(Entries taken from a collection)
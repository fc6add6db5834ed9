// ABOUTME: Library interface for notehub-tui.
// ABOUTME: Exposes the notes browser runner, configuration, and CLI commands for the notehub binary.

pub mod app;
pub mod app_event;
pub mod cli;
pub mod config;
pub mod debounce;
pub mod error;
pub mod form;
pub mod modal;
pub mod pagination;
pub mod query;
pub mod run;
pub mod types;
mod tui;
mod ui;

#[cfg(test)]
mod testing;

pub use run::run_browser;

▶ _Activity_: Line by line, set the records above down again exactly.

▶ _Expected answer_:
repository fc6add6db5834ed9
// ABOUTME: Library interface for notehub-tui.
// ABOUTME: Exposes the notes browser runner, configuration, and CLI commands for the notehub binary.

pub mod app;
pub mod app_event;
pub mod cli;
pub mod config;
pub mod debounce;
pub mod error;
pub mod form;
pub mod modal;
pub mod pagination;
pub mod query;
pub mod run;
pub mod types;
mod tui;
mod ui;

#[cfg(test)]
mod testing;

pub use run::run_browser;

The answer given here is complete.